Your objective: All lines of the entries with "rename" in them must be listed.

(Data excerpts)
§
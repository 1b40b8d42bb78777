//! Speech recognition: backend contract, engine selection, dispatcher.

pub mod acoustic;
pub mod cloud;
pub mod dispatcher;
pub mod neural;

pub use acoustic::AcousticRecognizer;
pub use cloud::CloudSttClient;
pub use dispatcher::{RecognitionDispatcher, QUEUE_CAPACITY};
pub use neural::NeuralRecognizer;

use anyhow::Result;
use serde::{Deserialize, Serialize};
use std::sync::Arc;

use crate::audio::AudioSegment;

/// Confidence reported by local models that do not score their output
pub const DEFAULT_MODEL_CONFIDENCE: f32 = 0.9;

/// The closed set of recognizer backends.
#[derive(Serialize, Deserialize, Clone, Copy, Debug, PartialEq, Eq)]
pub enum RecognitionEngine {
    #[serde(rename = "cloud")]
    CloudStt,
    #[serde(rename = "acoustic")]
    OfflineAcoustic,
    #[serde(rename = "neural")]
    NeuralTranscription,
}

impl Default for RecognitionEngine {
    fn default() -> Self {
        RecognitionEngine::CloudStt
    }
}

impl RecognitionEngine {
    pub fn as_str(&self) -> &'static str {
        match self {
            RecognitionEngine::CloudStt => "cloud",
            RecognitionEngine::OfflineAcoustic => "acoustic",
            RecognitionEngine::NeuralTranscription => "neural",
        }
    }

    pub fn parse(s: &str) -> Option<Self> {
        match s {
            "cloud" => Some(RecognitionEngine::CloudStt),
            "acoustic" => Some(RecognitionEngine::OfflineAcoustic),
            "neural" => Some(RecognitionEngine::NeuralTranscription),
            _ => None,
        }
    }
}

impl std::fmt::Display for RecognitionEngine {
    fn fmt(&self, f: &mut std::fmt::Formatter<'_>) -> std::fmt::Result {
        f.write_str(self.as_str())
    }
}

/// Normalized recognizer output. Empty text means "no speech detected" and
/// short-circuits the rest of the pipeline.
#[derive(Clone, Debug, PartialEq)]
pub struct RecognitionResult {
    pub text: String,
    pub confidence: f32,
}

impl RecognitionResult {
    pub fn empty() -> Self {
        Self {
            text: String::new(),
            confidence: 0.0,
        }
    }

    pub fn is_empty(&self) -> bool {
        self.text.trim().is_empty()
    }
}

/// Recognizer backend contract. Errors are treated as an empty result by
/// the dispatcher; a dropped utterance is acceptable, a stalled pipeline is
/// not.
pub trait Recognizer: Send + Sync {
    fn recognize(&self, segment: &AudioSegment) -> Result<RecognitionResult>;
}

/// The configured backends, looked up per processed segment so mid-stream
/// engine switches take effect on the next utterance.
#[derive(Clone, Default)]
pub struct BackendSet {
    pub cloud: Option<Arc<dyn Recognizer>>,
    pub acoustic: Option<Arc<dyn Recognizer>>,
    pub neural: Option<Arc<dyn Recognizer>>,
}

impl BackendSet {
    pub fn get(&self, engine: RecognitionEngine) -> Option<Arc<dyn Recognizer>> {
        match engine {
            RecognitionEngine::CloudStt => self.cloud.clone(),
            RecognitionEngine::OfflineAcoustic => self.acoustic.clone(),
            RecognitionEngine::NeuralTranscription => self.neural.clone(),
        }
    }

    /// One backend serving every engine slot; used by tests and callers
    /// that only configure a single recognizer.
    pub fn uniform(recognizer: Arc<dyn Recognizer>) -> Self {
        Self {
            cloud: Some(recognizer.clone()),
            acoustic: Some(recognizer.clone()),
            neural: Some(recognizer),
        }
    }
}

#[cfg(test)]
mod tests {
    use super::*;

    #[test]
    fn engine_names_round_trip() {
        for engine in [
            RecognitionEngine::CloudStt,
            RecognitionEngine::OfflineAcoustic,
            RecognitionEngine::NeuralTranscription,
        ] {
            assert_eq!(RecognitionEngine::parse(engine.as_str()), Some(engine));
        }
        assert_eq!(RecognitionEngine::parse("vosk"), None);
    }

    #[test]
    fn empty_result_detection() {
        assert!(RecognitionResult::empty().is_empty());
        assert!(RecognitionResult {
            text: "   ".to_string(),
            confidence: 0.5
        }
        .is_empty());
        assert!(!RecognitionResult {
            text: "hello".to_string(),
            confidence: 0.5
        }
        .is_empty());
    }
}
§
Your solution:
    #[serde(rename = "cloud")]
    #[serde(rename = "acoustic")]
    #[serde(rename = "neural")]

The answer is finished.